Basın mensupları dün acaba İmralı’dan nasıl bir haber gelecek diye beklerken, haber Silivri’den geldi.
Ergenekon davasında savcı esas hakkındaki mütalaasını açıkladı.
Ergenekon savcısı Ergenekon sanıkları için istenebilecek en ağır cezaları istemişti.
Aralarında eski Genelkurmay Başkanı İlker Başbuğ da olmak üzere birçok sanık hakkında ağırlaştırılmış müebbet hapis isteyen savcılık, diğer sanıklar hakkında da 7,5 yıl ile 5 yıl arasında değişen hapis cezaları talep ediyordu.
Başbuğ ve diğer komutanların yanı sıra ağırlaştırılmış müebbet hapsi istenenler arasında Mustafa Balbay, Tuncay Özkan, Mehmet Haberal, Fatih Hilmioğlu, Kemal Gürüz gibi gazeteci, milletvekili, profesör siviller de vardı.
Kuşku yok ki, iddia makamının her bir sanık için talep ettiği ağır cezalar ve gerekçeleri tartışılacaktır.
Eski Genelkurmay Başkanı İlker Başbuğ hakkında istenen ceza nedeniyle en çok tartışılacak isimlerin başında gelecektir.
Başbuğ hakkında istenen ceza ve gerekçeleri birkaç açıdan tartışmaya adaydır.
Örgüt yöneticisi
İddia makamının mütalaasında dikkat çeken bir yön, “terör örgütü kurmak ve yönetmek” ile suçlanarak tutuklanan Başbuğ’un terör örgütü üyesi veya yöneticisi olmadığı sonucuna varmış olmasıdır.
İddia makamı ilk iddianamede Başbuğ’u terör örgütü yöneticisi olmakla itham ediyordu.
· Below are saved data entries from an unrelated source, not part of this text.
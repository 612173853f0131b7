//! Cross-post aggregates: the question bank and the company index.

use serde::{Deserialize, Serialize};

use pw_db::{
    Store,
    models::{Difficulty, PostFilter, Question},
    repositories::{label_key, post, question, same_label},
};

use crate::{dedup::dedupe_by, normalization::search_matches};

/// A question together with the company it was asked at
#[derive(Debug, Clone, PartialEq, Eq, Serialize, Deserialize)]
pub struct BankQuestion {
    pub question: Question,
    pub company: String,
    pub role: String,
}

/// Question bank filters; unset fields match everything
#[derive(Debug, Clone, Default, PartialEq, Eq, Serialize, Deserialize)]
pub struct QuestionFilter {
    /// Topic name, compared case-insensitively
    pub topic: Option<String>,
    pub difficulty: Option<Difficulty>,
    /// Company name, compared case-insensitively
    pub company: Option<String>,
    /// Accent and punctuation insensitive substring of the question text
    pub search: Option<String>,
}

impl QuestionFilter {
    fn matches(&self, entry: &BankQuestion) -> bool {
        let q = &entry.question;

        self.topic
            .as_deref()
            .is_none_or(|t| same_label(&q.topic, t))
            && self.difficulty.is_none_or(|d| q.difficulty == d)
            && self
                .company
                .as_deref()
                .is_none_or(|c| same_label(&entry.company, c))
            && self
                .search
                .as_deref()
                .is_none_or(|s| search_matches(&q.text, s))
    }
}

/// Every distinct question across all posts, in store order.
///
/// Filters apply first, then questions are collapsed by exact text. When the same
/// question was asked at several companies, the entry keeps the company and topic of
/// its first occurrence. Questions whose post no longer exists are skipped.
pub fn question_bank(store: &Store, filter: &QuestionFilter) -> Vec<BankQuestion> {
    let entries: Vec<BankQuestion> = question::list_all(store)
        .into_iter()
        .filter_map(|q| {
            let Some(post) = post::find_by_id(store, &q.post_id) else {
                tracing::debug!(question_id = %q.id, post_id = %q.post_id, "Skipping question without post");
                return None;
            };
            Some(BankQuestion {
                question: q.clone(),
                company: post.company_info.company.clone(),
                role: post.company_info.role.clone(),
            })
        })
        .filter(|entry| filter.matches(entry))
        .collect();

    dedupe_by(&entries, |entry| entry.question.text.clone())
}

/// Number of posts about one company
#[derive(Debug, Clone, PartialEq, Eq, Serialize, Deserialize)]
pub struct CompanyCount {
    pub company: String,
    pub post_count: usize,
}

/// Companies in feed order (most recent post first), case-insensitively merged
pub fn companies(store: &Store) -> Vec<CompanyCount> {
    let posts = post::list(store, &PostFilter::default());
    let names: Vec<String> = posts
        .iter()
        .map(|p| p.company_info.company.clone())
        .collect();

    dedupe_by(&names, |name| label_key(name))
        .into_iter()
        .map(|company| {
            let key = label_key(&company);
            let post_count = names.iter().filter(|name| label_key(name) == key).count();
            CompanyCount {
                company,
                post_count,
            }
        })
        .collect()
}

#[cfg(test)]
mod tests {
    use super::*;
    use pw_db::seed;

    fn texts(bank: &[BankQuestion]) -> Vec<&str> {
        bank.iter().map(|b| b.question.text.as_str()).collect()
    }

    #[test]
    fn test_bank_collapses_duplicate_text() {
        let store = Store::seeded().unwrap();
        let bank = question_bank(&store, &QuestionFilter::default());

        // 8 questions, 2 of them repeats
        assert_eq!(bank.len(), 6);
        assert_eq!(
            texts(&bank),
            vec![
                "Reverse a linked list in groups of k",
                "Design a URL shortener",
                "Tell me about a time you disagreed with a teammate",
                "Find the longest palindromic substring",
                "Explain the difference between processes and threads",
                "Implement an LRU cache",
            ]
        );
    }

    #[test]
    fn test_first_occurrence_keeps_company() {
        let store = Store::seeded().unwrap();
        let bank = question_bank(&store, &QuestionFilter::default());

        let url = bank
            .iter()
            .find(|b| b.question.text == "Design a URL shortener")
            .unwrap();
        assert_eq!(url.question.id, "q2");
        assert_eq!(url.company, "Google");
    }

    #[test]
    fn test_company_filter_applies_before_dedup() {
        let store = Store::seeded().unwrap();
        let filter = QuestionFilter {
            company: Some("amazon".to_string()),
            ..Default::default()
        };
        let bank = question_bank(&store, &filter);

        let ids: Vec<_> = bank.iter().map(|b| b.question.id.as_str()).collect();
        assert_eq!(ids, vec!["q5", "q6"]);
        assert!(bank.iter().all(|b| b.company == "Amazon"));
    }

    #[test]
    fn test_topic_difficulty_and_search_filters() {
        let store = Store::seeded().unwrap();

        let dsa = QuestionFilter {
            topic: Some("dsa".to_string()),
            difficulty: Some(Difficulty::Medium),
            ..Default::default()
        };
        assert_eq!(question_bank(&store, &dsa).len(), 3);

        let search = QuestionFilter {
            search: Some("lru-CACHE".to_string()),
            ..Default::default()
        };
        assert_eq!(texts(&question_bank(&store, &search)), vec!["Implement an LRU cache"]);
    }

    #[test]
    fn test_question_without_post_is_skipped() {
        let mut tables = seed::tables();
        tables.questions[0].post_id = "gone".to_string();
        let store = Store::new(tables).unwrap();

        let bank = question_bank(&store, &QuestionFilter::default());
        assert!(bank.iter().all(|b| b.question.id != "q1"));
    }

    #[test]
    fn test_companies() {
        let store = Store::seeded().unwrap();
        let companies = companies(&store);

        let pairs: Vec<_> = companies
            .iter()
            .map(|c| (c.company.as_str(), c.post_count))
            .collect();
        assert_eq!(
            pairs,
            vec![("Flipkart", 1), ("Microsoft", 1), ("Google", 2), ("Amazon", 1)]
        );
    }

    #[test]
    fn test_companies_merge_non_ascii_case_variants() {
        let mut tables = seed::tables();
        for post in &mut tables.posts {
            post.company_info.company = match post.id.as_str() {
                "i1" => "ÉCOLE".to_string(),
                "i3" => "école".to_string(),
                _ => continue,
            };
        }
        let store = Store::new(tables).unwrap();

        let companies = companies(&store);
        let ecole = companies
            .iter()
            .find(|c| label_key(&c.company) == "école")
            .expect("école should be listed once");
        assert_eq!(ecole.company, "ÉCOLE");
        assert_eq!(ecole.post_count, 2);
        assert_eq!(
            companies.iter().filter(|c| label_key(&c.company) == "école").count(),
            1
        );
    }

    #[test]
    fn test_topic_filter_folds_non_ascii_case() {
        let mut tables = seed::tables();
        tables.questions[5].topic = "Système d'exploitation".to_string();
        let store = Store::new(tables).unwrap();

        let filter = QuestionFilter {
            topic: Some("SYSTÈME D'EXPLOITATION".to_string()),
            ..Default::default()
        };
        let ids: Vec<_> = question_bank(&store, &filter)
            .into_iter()
            .map(|b| b.question.id)
            .collect();
        assert_eq!(ids, vec!["q6"]);
    }
}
Bu suçlama kamuoyu vicdanına sığmadığı gibi Başbakan Tayyip Erdoğan tarafından da eleştirilmişti.
Başbakan Erdoğan, 2 Şubat’ta bir televizyon programında, Genelkurmay Başkanı’nı terörist diye suçlayanları tarih affetmez, demiş, “Başta Genelkurmay Başkanı İlker Başbuğ olmak üzere generallerimizin hiçbirine alışılmış anlamda terör örgütü mensubu demek bir defa çok ciddi bir yanlıştır. Bu affedilmez” diye devam etmişti.
Savcılığın dünkü mütalaasında, Başbuğ’u terör örgütü üyesi veya yöneticisi olarak suçlamaktan vazgeçtiği anlaşıldı.
Buna karşın savcılık, Başbuğ’un, darbe girişiminde bulunmak suçlamasıyla, ağırlaştırılmış müebbet hapisle cezalandırılmasını istedi.
Savcılık, “varlığı tespit edilmiştir” dediği Ergenekon örgütüne Başbuğ’un üye olmadığını kabul etmiş, ancak, darbe girişiminde bulunduğu kanaatine varmıştı.
Bu çelişki tartışılacak yönlerden birini oluşturuyor.
Ergenekon sanığı mı?
Bu durumda savcılık nezdinde Başbuğ’un Ergenekon davasının sanığı olup olmadığı da tartışmalı hale geliyor. Ergenekon üyesi olmadığı kanaatine varıldığına göre Başbuğ hakkındaki internet andıcı davasının Ergenekon davasıyla birleştirilmesi gerekçeleri de zayıflamış oluyor.
Bu durumda Başbuğ hakkındaki davanın Ergenekon davasından ayrılıp ayrılmayacağı da ayrı bir tartışma konusu olacaktır.
İnternet sitesiyle darbe
Başbuğ internet siteleri kurarak hükümeti devirmekle suçlanıyor.
Söz konusu internet sitelerinin TSK tarafından kurulduğu ve hükümet aleyhine kara propaganda yaptığı savcılığın temel dayanaklarından birini oluşturuyordu.
Soruşturma ve yargılama sırasında İlker Başbuğ’un, kendisinden önce açılmış ve faaliyetleri süren söz konusu siteleri kapattırdığı, dört yeni site açtırdığı ancak bu siteleri faaliyete geçirmediği belgeleriyle mahkemeye sunulmuştu.
Kendinden önce açılan siteleri kapattıran ve yasal düzenlemeden sonra açılan dört yeni siteyi de faaliyete sokmayan Başbuğ’un internet siteleri üzerinden darbe girişimi yapmakla suçlanması da tartışılacak diğer bir konu olacaktır.